The Scots Musical Museum was an influential collection of traditional folk music of Scotland published from 1787 to 1803. While it was not the first collection of Scottish folk songs and music, the six volumes with 100 songs in each collected many pieces, introduced new songs, and brought many of them into the classical music repertoire.

The project started with James Johnson, a struggling music engraver / music seller, with a love of old Scots songs and a determination to preserve them. In the winter of 1786 he met Robert Burns who was visiting Edinburgh for the first time, and found that Burns shared this interest and would become an enthusiastic contributor. The first volume was published in 1787 and included three songs by Burns. He contributed 40 songs to volume 2, and would end up responsible for about a third of the 600 songs in the whole collection as well as making a considerable editorial contribution. The final volume was published in 1803 and contained the first printing of Handsome Nell, Burns' first song.

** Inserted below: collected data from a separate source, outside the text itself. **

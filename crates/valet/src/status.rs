// SPDX-FileCopyrightText: 2026 Valet Contributors
// SPDX-License-Identifier: MIT OR Apache-2.0

//! `valet status` command implementation.
//!
//! Reads cumulative usage from the query log and lists recent sessions,
//! straight from the database so it works whether or not the agent is up.

use valet_config::ValetConfig;
use valet_core::types::Session;
use valet_core::ValetError;
use valet_storage::queries::query_log::{self, UsageSummary};
use valet_storage::queries::{facts, sessions};
use valet_storage::Database;

const RECENT_SESSIONS: usize = 5;

/// Run the `valet status` command for one user.
pub async fn run_status(config: &ValetConfig, user_id: &str) -> Result<(), ValetError> {
    let db = Database::open_with(&config.storage.database_path, config.storage.wal_mode).await?;

    let summary = query_log::usage_summary(&db, user_id).await?;
    let fact_count = facts::count_facts(&db, user_id).await?;
    let recent = sessions::get_recent_sessions(&db, user_id, RECENT_SESSIONS).await?;

    print!("{}", render_status(user_id, &summary, fact_count, &recent));
    Ok(())
}

fn render_status(
    user_id: &str,
    summary: &UsageSummary,
    fact_count: i64,
    recent: &[Session],
) -> String {
    let mut out = String::new();
    out.push_str(&format!("valet status for {user_id}\n"));
    out.push_str(&format!("  queries:       {}\n", summary.queries));
    out.push_str(&format!("  input tokens:  {}\n", summary.input_tokens));
    out.push_str(&format!("  output tokens: {}\n", summary.output_tokens));
    out.push_str(&format!("  total cost:    {}\n", format_cost(summary.cost_usd)));
    out.push_str(&format!("  memory facts:  {fact_count}\n"));

    if recent.is_empty() {
        out.push_str("no sessions yet\n");
    } else {
        out.push_str("recent sessions:\n");
        for session in recent {
            out.push_str(&format!(
                "  {}  {} ({})\n",
                session.last_active_at, session.title, session.model
            ));
        }
    }
    out
}

fn format_cost(cost_usd: f64) -> String {
    format!("${cost_usd:.4}")
}

#[cfg(test)]
mod tests {
    use super::*;

    #[test]
    fn cost_renders_with_four_decimals() {
        assert_eq!(format_cost(0.0), "$0.0000");
        assert_eq!(format_cost(0.01234), "$0.0123");
        assert_eq!(format_cost(1.5), "$1.5000");
    }

    #[test]
    fn status_lists_sessions_newest_first_as_given() {
        let summary = UsageSummary {
            queries: 3,
            input_tokens: 120,
            output_tokens: 45,
            cost_usd: 0.0123,
        };
        let recent = vec![Session {
            user_id: "console".into(),
            session_id: "s1".into(),
            model: "claude-sonnet-4-20250514".into(),
            title: "capital of France?".into(),
            created_at: "2026-08-24T10:00:00Z".into(),
            last_active_at: "2026-08-24T10:05:00Z".into(),
        }];

        let rendered = render_status("console", &summary, 7, &recent);
        assert!(rendered.contains("queries:       3"));
        assert!(rendered.contains("$0.0123"));
        assert!(rendered.contains("memory facts:  7"));
        assert!(rendered.contains("capital of France? (claude-sonnet-4-20250514)"));
    }

    #[test]
    fn status_without_sessions_says_so() {
        let rendered = render_status("console", &UsageSummary::default(), 0, &[]);
        assert!(rendered.contains("no sessions yet"));
    }

    #[tokio::test]
    async fn status_reads_from_an_empty_store() {
        let db = Database::open_in_memory().await.unwrap();
        let summary = query_log::usage_summary(&db, "console").await.unwrap();
        assert_eq!(summary.queries, 0);
        let count = facts::count_facts(&db, "console").await.unwrap();
        assert_eq!(count, 0);
    }
}
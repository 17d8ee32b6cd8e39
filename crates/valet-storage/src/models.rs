// SPDX-FileCopyrightText: 2026 Valet Contributors
// SPDX-License-Identifier: MIT OR Apache-2.0

//! Domain model types for storage entities.
//!
//! The canonical types are defined in `valet-core::types` for use across
//! trait boundaries. This module re-exports them for convenience within
//! the storage crate.

pub use valet_core::types::{FactCategory, MemoryFact, QueryLogEntry, Session, WatchedResource};
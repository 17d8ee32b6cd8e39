// SPDX-FileCopyrightText: 2026 Valet Contributors
// SPDX-License-Identifier: MIT OR Apache-2.0

//! Configuration loader using Figment for layered config merging.
//!
//! Supports XDG hierarchy: `./valet.toml` > `~/.config/valet/valet.toml` >
//! `/etc/valet/valet.toml` with environment variable overrides via the
//! `VALET_` prefix.

#![allow(clippy::result_large_err)] // figment::Error is external and cannot be boxed without wrapper

use std::path::Path;

use figment::{
    providers::{Env, Format, Serialized, Toml},
    Figment,
};

use crate::model::ValetConfig;

/// Load configuration from the standard XDG hierarchy with env var overrides.
///
/// Merge order (later overrides earlier):
/// 1. Compiled defaults
/// 2. `/etc/valet/valet.toml` (system-wide)
/// 3. `~/.config/valet/valet.toml` (user XDG config)
/// 4. `./valet.toml` (local directory)
/// 5. `VALET_*` environment variables
pub fn load_config() -> Result<ValetConfig, figment::Error> {
    Figment::new()
        .merge(Serialized::defaults(ValetConfig::default()))
        .merge(Toml::file("/etc/valet/valet.toml"))
        .merge(Toml::file(
            dirs::config_dir()
                .map(|d| d.join("valet/valet.toml"))
                .unwrap_or_default(),
        ))
        .merge(Toml::file("valet.toml"))
        .merge(env_provider())
        .extract()
}

/// Load configuration from a TOML string only (no XDG lookup, no env).
///
/// Used for testing and explicit config specification.
pub fn load_config_from_str(toml_content: &str) -> Result<ValetConfig, figment::Error> {
    Figment::new()
        .merge(Serialized::defaults(ValetConfig::default()))
        .merge(Toml::string(toml_content))
        .extract()
}

/// Load configuration from a specific file path with env var overrides.
pub fn load_config_from_path(path: &Path) -> Result<ValetConfig, figment::Error> {
    Figment::new()
        .merge(Serialized::defaults(ValetConfig::default()))
        .merge(Toml::file(path))
        .merge(env_provider())
        .extract()
}

/// Create the environment variable provider using explicit `map()` for
/// section-to-dot mapping.
///
/// Uses `Env::map()` NOT `Env::split("_")` to avoid ambiguity with
/// underscore-containing key names: `VALET_ANTHROPIC_API_KEY` must map to
/// `anthropic.api_key`, not `anthropic.api.key`.
fn env_provider() -> Env {
    Env::prefixed("VALET_").map(|key| {
        // `key` is the lowercased env var name with prefix stripped.
        // Example: VALET_ANTHROPIC_API_KEY -> "anthropic_api_key"
        let key_str = key.as_str();
        let mapped = key_str
            .replacen("agent_", "agent.", 1)
            .replacen("provider_", "provider.", 1)
            .replacen("anthropic_", "anthropic.", 1)
            .replacen("openai_", "openai.", 1)
            .replacen("storage_", "storage.", 1)
            .replacen("session_", "session.", 1)
            .replacen("memory_", "memory.", 1);
        mapped.into()
    })
}
// SPDX-FileCopyrightText: 2026 Valet Contributors
// SPDX-License-Identifier: MIT OR Apache-2.0

//! Cost estimation per model family.

use valet_core::types::TokenUsage;

/// Per-million-token prices (input, output) in USD.
fn rates(model: &str) -> (f64, f64) {
    if model.contains("opus") {
        (15.0, 75.0)
    } else if model.contains("haiku") {
        (0.80, 4.0)
    } else {
        // Sonnet-class default.
        (3.0, 15.0)
    }
}

/// Estimated USD cost for one query. Cache reads bill at a tenth of the
/// input rate; cache writes at 1.25x.
pub fn estimate_cost(model: &str, usage: &TokenUsage) -> f64 {
    let (input_rate, output_rate) = rates(model);
    let per_token = 1e-6;
    f64::from(usage.input_tokens) * input_rate * per_token
        + f64::from(usage.output_tokens) * output_rate * per_token
        + f64::from(usage.cache_read_tokens) * input_rate * 0.1 * per_token
        + f64::from(usage.cache_creation_tokens) * input_rate * 1.25 * per_token
}

#[cfg(test)]
mod tests {
    use super::*;

    #[test]
    fn sonnet_cost() {
        let usage = TokenUsage {
            input_tokens: 1_000_000,
            output_tokens: 1_000_000,
            cache_read_tokens: 0,
            cache_creation_tokens: 0,
            cost_usd: 0.0,
        };
        let cost = estimate_cost("claude-sonnet-4-20250514", &usage);
        assert!((cost - 18.0).abs() < 1e-6);
    }

    #[test]
    fn haiku_is_cheaper_than_opus() {
        let usage = TokenUsage {
            input_tokens: 10_000,
            output_tokens: 5_000,
            cache_read_tokens: 0,
            cache_creation_tokens: 0,
            cost_usd: 0.0,
        };
        assert!(
            estimate_cost("claude-3-5-haiku-20241022", &usage)
                < estimate_cost("claude-opus-4-20250514", &usage)
        );
    }

    #[test]
    fn cache_reads_are_discounted() {
        let direct = TokenUsage {
            input_tokens: 100_000,
            output_tokens: 0,
            cache_read_tokens: 0,
            cache_creation_tokens: 0,
            cost_usd: 0.0,
        };
        let cached = TokenUsage {
            input_tokens: 0,
            output_tokens: 0,
            cache_read_tokens: 100_000,
            cache_creation_tokens: 0,
            cost_usd: 0.0,
        };
        let model = "claude-sonnet-4-20250514";
        assert!(estimate_cost(model, &cached) < estimate_cost(model, &direct) * 0.2);
    }
}
// SPDX-FileCopyrightText: 2026 Valet Contributors
// SPDX-License-Identifier: MIT OR Apache-2.0

//! Trait definitions for Valet's two seams: language-model backends and
//! messaging front ends.

pub mod channel;
pub mod provider;

pub use channel::ChannelTransport;
pub use provider::QueryProvider;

As well as collecting old songs, Burns wrote new words to old tunes, and many of the songs now attributed to Burns have older roots. Songs in the collection include Auld Lang Syne, Lord Ronald, my Son (better known as Lord Randal) and My love is like a Red, Red Rose. Burns' songs include The Battle of Sherramuir, Scots Wha Hae, Green Grow the Rashes, Flow Gently Sweet Afton, Ye Banks and Braes of Bonnie Doon, Ae Fond Kiss, The Winter it is Past, Comin' Thro the Rye, There Grows a Bonnie Brier Bush, Composed in August, and John Anderson, My Jo.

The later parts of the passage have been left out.